Today I continued the work for Databases and while working with the Linux terminal that I use to access Compute Canada, I came also to the need of an efficient way to rename folders, subfolders and files. Some here are some of the notes from these days.

Notes

Copy files from original directory to my folder in rrg-ayers-ab to work on the database files (issue_14 and Na_13):

cd ~/projects/projects/rrg-ayers-ab/juansa
cp -r ../databases/share_geometry/issue_14/ .
cp -r ../databases/share_geometry/Na_13/ .

Rename folders

Inside issue_14 there are repeated folders for CH<sub>4</sub>, after deleting the folders, there are some missing numbers in the first folders, for example:

├── 0001_CH4
│   ├── 0001_CH4.chk
├── 0003_CH2OH
│   ├── 0003_CH2OH.chk

where 0002_CH4 was the repeated folder. To renumber the folders, I ran the following command:

database number 00*

Now folders are in the following order:

├── 0001_0001_CH4
│   ├── 0001_CH4.chk
├── 0002_0003_CH2OH
│   ├── 0003_CH2OH.chk

To rename the folders, I spent a good while looking for practical solutions using Linux terminal, nevertheless the hours spent in that task were worthless. I was almost convinced to learn regular expressions for the sake of accomplishing this task, that on my own view should be very easy. Here is some of the code that I tried:

rename -n -v 's/^\d{4}_\K\d{5}//' *

rename -n -v 's/^\d{4}_\K.....//' *

rename -n 's/^\d{4}_\K.{5}(.*)/$1/' *

rename -n 's/^\d{5}\K\d{5}//' *

rename -n 's/\_\d{4}//' *

's/^\d{5}//[a-zA-Z0-9]$'

rename -n 's/_d{4}//' *

Unfortunately, none of this worked so I asked @fwmeng88 for his help in this task. After some notes that he shared with me, I was able to write a short script in python to solve this task.
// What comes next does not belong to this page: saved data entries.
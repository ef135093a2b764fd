//! AES-256-CBC stream adapters and serial-based key derivation.
//!
//! The key is derived from the device serial with a fixed salt. Anyone who
//! knows the serial can derive it, so this layer is obfuscation, not
//! confidentiality. It is kept bit-for-bit so existing encrypted backups stay
//! restorable.
//!
//! Encrypted file layout: 16-byte random IV, then AES-256-CBC ciphertext with
//! PKCS#7 padding.

use aes::cipher::generic_array::GenericArray;
use aes::cipher::{BlockDecryptMut, BlockEncryptMut, KeyIvInit};
use rand::RngCore;
use sha2::Sha256;
use std::io::{self, Read, Write};

type Aes256CbcEnc = cbc::Encryptor<aes::Aes256>;
type Aes256CbcDec = cbc::Decryptor<aes::Aes256>;

pub const BLOCK_SIZE: usize = 16;
pub const IV_LEN: usize = 16;
pub const KEY_LEN: usize = 32;

const KEY_SALT: &[u8] = b"DeepEyeSalt";
const KEY_ITERATIONS: u32 = 1000;

/// Ciphertext pulled from the inner reader per refill.
const READ_CHUNK: usize = 64 * 1024;

pub type Key = [u8; KEY_LEN];
pub type Iv = [u8; IV_LEN];

/// PBKDF2-HMAC-SHA256(serial, fixed salt, 1000 rounds) -> 32-byte key.
pub fn derive_key(serial: &str) -> Key {
    let mut key = [0u8; KEY_LEN];
    pbkdf2::pbkdf2_hmac::<Sha256>(serial.as_bytes(), KEY_SALT, KEY_ITERATIONS, &mut key);
    key
}

/// Fresh random IV for a new encrypted file.
pub fn random_iv() -> Iv {
    let mut iv = [0u8; IV_LEN];
    rand::thread_rng().fill_bytes(&mut iv);
    iv
}

/// Read the IV that prefixes an encrypted file.
pub fn read_iv<R: Read>(source: &mut R) -> io::Result<Iv> {
    let mut iv = [0u8; IV_LEN];
    source.read_exact(&mut iv).map_err(|e| match e.kind() {
        io::ErrorKind::UnexpectedEof => invalid_data("encrypted stream shorter than its IV"),
        _ => e,
    })?;
    Ok(iv)
}

fn invalid_data(msg: &str) -> io::Error {
    io::Error::new(io::ErrorKind::InvalidData, msg.to_string())
}

/// Push-based encryptor. Call [`CbcEncryptWriter::finish`] to emit the final
/// padded block; dropping it without finishing truncates the ciphertext.
pub struct CbcEncryptWriter<W: Write> {
    inner: W,
    cipher: Aes256CbcEnc,
    pending: Vec<u8>,
}

impl<W: Write> CbcEncryptWriter<W> {
    /// Wrap `inner`. The IV is not written here; callers prefix it.
    pub fn new(inner: W, key: &Key, iv: &Iv) -> Self {
        Self {
            inner,
            cipher: Aes256CbcEnc::new(GenericArray::from_slice(key), GenericArray::from_slice(iv)),
            pending: Vec::with_capacity(BLOCK_SIZE),
        }
    }

    /// Pad, encrypt the tail and hand back the inner writer.
    pub fn finish(mut self) -> io::Result<W> {
        let pad = BLOCK_SIZE - self.pending.len() % BLOCK_SIZE;
        self.pending.extend(std::iter::repeat(pad as u8).take(pad));

        let mut tail = std::mem::take(&mut self.pending);
        self.encrypt_in_place(&mut tail);
        self.inner.write_all(&tail)?;
        self.inner.flush()?;
        Ok(self.inner)
    }

    fn encrypt_in_place(&mut self, data: &mut [u8]) {
        for block in data.chunks_exact_mut(BLOCK_SIZE) {
            self.cipher
                .encrypt_block_mut(GenericArray::from_mut_slice(block));
        }
    }
}

impl<W: Write> Write for CbcEncryptWriter<W> {
    fn write(&mut self, buf: &[u8]) -> io::Result<usize> {
        self.pending.extend_from_slice(buf);

        let full = self.pending.len() - self.pending.len() % BLOCK_SIZE;
        if full > 0 {
            let mut ready = std::mem::take(&mut self.pending);
            self.pending = ready.split_off(full);
            self.encrypt_in_place(&mut ready);
            self.inner.write_all(&ready)?;
        }

        Ok(buf.len())
    }

    fn flush(&mut self) -> io::Result<()> {
        // A partial block can only be written by finish()
        self.inner.flush()
    }
}

/// Pull-based decryptor. The last ciphertext block is held back until the
/// inner reader is exhausted so its padding can be stripped.
pub struct CbcDecryptReader<R: Read> {
    inner: R,
    cipher: Aes256CbcDec,
    ciphertext: Vec<u8>,
    plaintext: Vec<u8>,
    pos: usize,
    finished: bool,
}

impl<R: Read> CbcDecryptReader<R> {
    /// Wrap `inner`, positioned just after the IV.
    pub fn new(inner: R, key: &Key, iv: &Iv) -> Self {
        Self {
            inner,
            cipher: Aes256CbcDec::new(GenericArray::from_slice(key), GenericArray::from_slice(iv)),
            ciphertext: Vec::with_capacity(READ_CHUNK + BLOCK_SIZE),
            plaintext: Vec::new(),
            pos: 0,
            finished: false,
        }
    }

    fn decrypt_in_place(&mut self, data: &mut [u8]) {
        for block in data.chunks_exact_mut(BLOCK_SIZE) {
            self.cipher
                .decrypt_block_mut(GenericArray::from_mut_slice(block));
        }
    }

    /// Refill `plaintext`. Returns false once the stream is fully drained.
    fn refill(&mut self) -> io::Result<bool> {
        if self.finished {
            return Ok(false);
        }

        let mut chunk = vec![0u8; READ_CHUNK];
        let n = loop {
            match self.inner.read(&mut chunk) {
                Ok(n) => break n,
                Err(e) if e.kind() == io::ErrorKind::Interrupted => continue,
                Err(e) => return Err(e),
            }
        };

        if n == 0 {
            self.finished = true;
            if self.ciphertext.is_empty() || self.ciphertext.len() % BLOCK_SIZE != 0 {
                return Err(invalid_data("truncated ciphertext"));
            }

            let mut last = std::mem::take(&mut self.ciphertext);
            self.decrypt_in_place(&mut last);

            let pad = *last.last().unwrap_or(&0) as usize;
            if pad == 0 || pad > BLOCK_SIZE || !last[last.len() - pad..].iter().all(|&b| b as usize == pad) {
                return Err(invalid_data("invalid padding"));
            }
            last.truncate(last.len() - pad);

            self.plaintext = last;
            self.pos = 0;
            return Ok(true);
        }

        self.ciphertext.extend_from_slice(&chunk[..n]);

        // Keep at least one whole block (the candidate padding block) back
        let full = self.ciphertext.len() - self.ciphertext.len() % BLOCK_SIZE;
        if full > BLOCK_SIZE {
            let release = full - BLOCK_SIZE;
            let rest = self.ciphertext.split_off(release);
            let mut ready = std::mem::replace(&mut self.ciphertext, rest);
            self.decrypt_in_place(&mut ready);
            self.plaintext = ready;
            self.pos = 0;
        }

        Ok(true)
    }
}

impl<R: Read> Read for CbcDecryptReader<R> {
    fn read(&mut self, buf: &mut [u8]) -> io::Result<usize> {
        if buf.is_empty() {
            return Ok(0);
        }

        while self.pos >= self.plaintext.len() {
            if !self.refill()? {
                return Ok(0);
            }
        }

        let n = buf.len().min(self.plaintext.len() - self.pos);
        buf[..n].copy_from_slice(&self.plaintext[self.pos..self.pos + n]);
        self.pos += n;
        Ok(n)
    }
}
//! Single-file backup containers.
//!
//! Both `.zip` and `.pvb` backups are plain zip files holding the backup
//! directory unmodified: `manifest.json` plus the `.img` entries at the root.

use super::MANIFEST_FILE_NAME;
use crate::transfer::{copy_chunked, COPY_CHUNK_SIZE};
use crate::{Result, VaultError};
use std::fs::{self, File};
use std::io::{BufReader, BufWriter, Read};
use std::path::{Path, PathBuf};
use tracing::{debug, warn};
use uuid::Uuid;
use walkdir::WalkDir;
use zip::result::ZipError;
use zip::write::SimpleFileOptions;
use zip::{CompressionMethod, ZipArchive, ZipWriter};

const ZIP_MAGIC: [u8; 4] = *b"PK\x03\x04";
const ZIP_EMPTY_MAGIC: [u8; 4] = *b"PK\x05\x06";

/// A backup made available as a directory.
///
/// Archives are extracted into a unique `restore_<uuid>` directory under the
/// system temp dir, removed again when this value is dropped.
#[derive(Debug)]
pub struct OpenedBackup {
    dir: PathBuf,
    extracted: bool,
}

impl OpenedBackup {
    /// Open a backup directory, a `manifest.json` inside one, or an archive.
    pub fn open(path: &Path) -> Result<Self> {
        if !path.exists() {
            return Err(VaultError::NotFound(format!("backup {}", path.display())));
        }

        if path.is_dir() {
            return Ok(Self {
                dir: path.to_path_buf(),
                extracted: false,
            });
        }

        if is_archive(path) {
            let dir = std::env::temp_dir().join(format!("restore_{}", Uuid::new_v4().simple()));
            let opened = Self {
                dir,
                extracted: true,
            };
            // Dropping `opened` on failure removes a partial extraction
            extract(path, &opened.dir)?;
            return Ok(opened);
        }

        if path.file_name().is_some_and(|n| n == MANIFEST_FILE_NAME) {
            let dir = path.parent().unwrap_or_else(|| Path::new(".")).to_path_buf();
            return Ok(Self {
                dir,
                extracted: false,
            });
        }

        Err(VaultError::Parse(format!(
            "{} is neither a backup directory nor a backup archive",
            path.display()
        )))
    }

    /// Directory holding `manifest.json` and the entry files
    pub fn dir(&self) -> &Path {
        &self.dir
    }

    pub fn is_extracted(&self) -> bool {
        self.extracted
    }
}

impl Drop for OpenedBackup {
    fn drop(&mut self) {
        if self.extracted && self.dir.exists() {
            if let Err(e) = fs::remove_dir_all(&self.dir) {
                warn!("Failed to remove {}: {}", self.dir.display(), e);
            }
        }
    }
}

/// Whether `path` is a zip container, judged by its leading bytes.
pub fn is_archive(path: &Path) -> bool {
    let mut magic = [0u8; 4];
    match File::open(path).and_then(|mut f| f.read_exact(&mut magic)) {
        Ok(()) => magic == ZIP_MAGIC || magic == ZIP_EMPTY_MAGIC,
        Err(_) => false,
    }
}

/// Zip every file under `dir` into `dest`. Returns the number of files
/// stored.
pub fn pack_directory(dir: &Path, dest: &Path) -> Result<usize> {
    let mut writer = ZipWriter::new(BufWriter::new(File::create(dest)?));
    let options = SimpleFileOptions::default()
        .compression_method(CompressionMethod::Deflated)
        .large_file(true);

    let mut count = 0;
    for entry in WalkDir::new(dir).sort_by_file_name() {
        let entry = entry.map_err(|e| VaultError::Io(e.into()))?;
        if !entry.file_type().is_file() {
            continue;
        }

        let Ok(relative) = entry.path().strip_prefix(dir) else {
            continue;
        };
        let name = relative
            .components()
            .map(|c| c.as_os_str().to_string_lossy())
            .collect::<Vec<_>>()
            .join("/");

        writer.start_file(name, options)?;
        let mut source = File::open(entry.path())?;
        copy_chunked(&mut source, &mut writer, COPY_CHUNK_SIZE)?;
        count += 1;
    }

    writer.finish()?;
    debug!("Packed {} files into {}", count, dest.display());
    Ok(count)
}

/// Unpack `archive` into `dest`, creating it if needed.
pub fn extract(archive: &Path, dest: &Path) -> Result<()> {
    fs::create_dir_all(dest)?;
    let mut zip = ZipArchive::new(BufReader::new(File::open(archive)?))?;
    zip.extract(dest)?;
    debug!("Extracted {} entries to {}", zip.len(), dest.display());
    Ok(())
}

/// Read only the root manifest entry out of `archive`. A `manifest.json`
/// in a subdirectory does not count.
pub fn read_manifest_entry(archive: &Path) -> Result<String> {
    let mut zip = ZipArchive::new(BufReader::new(File::open(archive)?))?;

    let mut entry = zip.by_name(MANIFEST_FILE_NAME).map_err(|e| match e {
        ZipError::FileNotFound => {
            VaultError::NotFound(format!("{} in {}", MANIFEST_FILE_NAME, archive.display()))
        }
        other => VaultError::Archive(other),
    })?;

    let mut content = String::new();
    entry.read_to_string(&mut content)?;
    Ok(content)
}
//! Throughput measurement and human-readable formatting for transfer logs.

use std::time::{Duration, Instant};

/// Measures bytes moved and elapsed time for one operation.
#[derive(Debug, Clone)]
pub struct TransferMeter {
    start_time: Instant,
    bytes: u64,
    items: usize,
}

impl Default for TransferMeter {
    fn default() -> Self {
        Self::new()
    }
}

impl TransferMeter {
    pub fn new() -> Self {
        Self {
            start_time: Instant::now(),
            bytes: 0,
            items: 0,
        }
    }

    /// Record one completed item (partition) of `bytes` length
    pub fn record(&mut self, bytes: u64) {
        self.bytes += bytes;
        self.items += 1;
    }

    pub fn bytes(&self) -> u64 {
        self.bytes
    }

    pub fn items(&self) -> usize {
        self.items
    }

    pub fn elapsed(&self) -> Duration {
        self.start_time.elapsed()
    }

    /// Average speed since start, in bytes per second
    pub fn average_speed(&self) -> u64 {
        let elapsed = self.elapsed().as_secs_f64();
        if elapsed > 0.0 {
            (self.bytes as f64 / elapsed) as u64
        } else {
            0
        }
    }

    /// One-line summary for the end-of-operation log.
    pub fn summary(&self) -> String {
        format!(
            "{} in {} ({})",
            format_bytes(self.bytes),
            format_duration(self.elapsed().as_secs()),
            format_speed(self.average_speed())
        )
    }
}

/// Format bytes as human-readable string
pub fn format_bytes(bytes: u64) -> String {
    const UNITS: &[&str] = &["B", "KB", "MB", "GB", "TB"];
    let mut size = bytes as f64;
    let mut unit_index = 0;

    while size >= 1024.0 && unit_index < UNITS.len() - 1 {
        size /= 1024.0;
        unit_index += 1;
    }

    format!("{:.2} {}", size, UNITS[unit_index])
}

/// Format speed as human-readable string
pub fn format_speed(bytes_per_second: u64) -> String {
    format!("{}/s", format_bytes(bytes_per_second))
}

/// Format duration as human-readable string
pub fn format_duration(seconds: u64) -> String {
    if seconds < 60 {
        format!("{}s", seconds)
    } else if seconds < 3600 {
        format!("{}m {}s", seconds / 60, seconds % 60)
    } else {
        format!("{}h {}m", seconds / 3600, (seconds % 3600) / 60)
    }
}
Here I show my code, which is actually my first python script implemented in a computing cluster:

import os

for old_folder in next(os.walk("."))[1]:
    str_list = old_folder.split("_")
    new_folder = str_list[0] + "_" + str_list[-1]
    os.rename(old_folder, new_folder) 

After this, now the directory names have the desired names:

├── 0001_CH4
│   ├── 0001_CH4.chk
├── 0002_CH2OH
│   ├── 0003_CH2OH.chk

It was not until the next day that I noticed that files inside the folders were not renamed, but that will be posted in a future blog entry,

Finally, as it must be implemented in my files located in CC, the way to run this script in a terminal is the following:

cd ~/.../my_directory
python my_script.py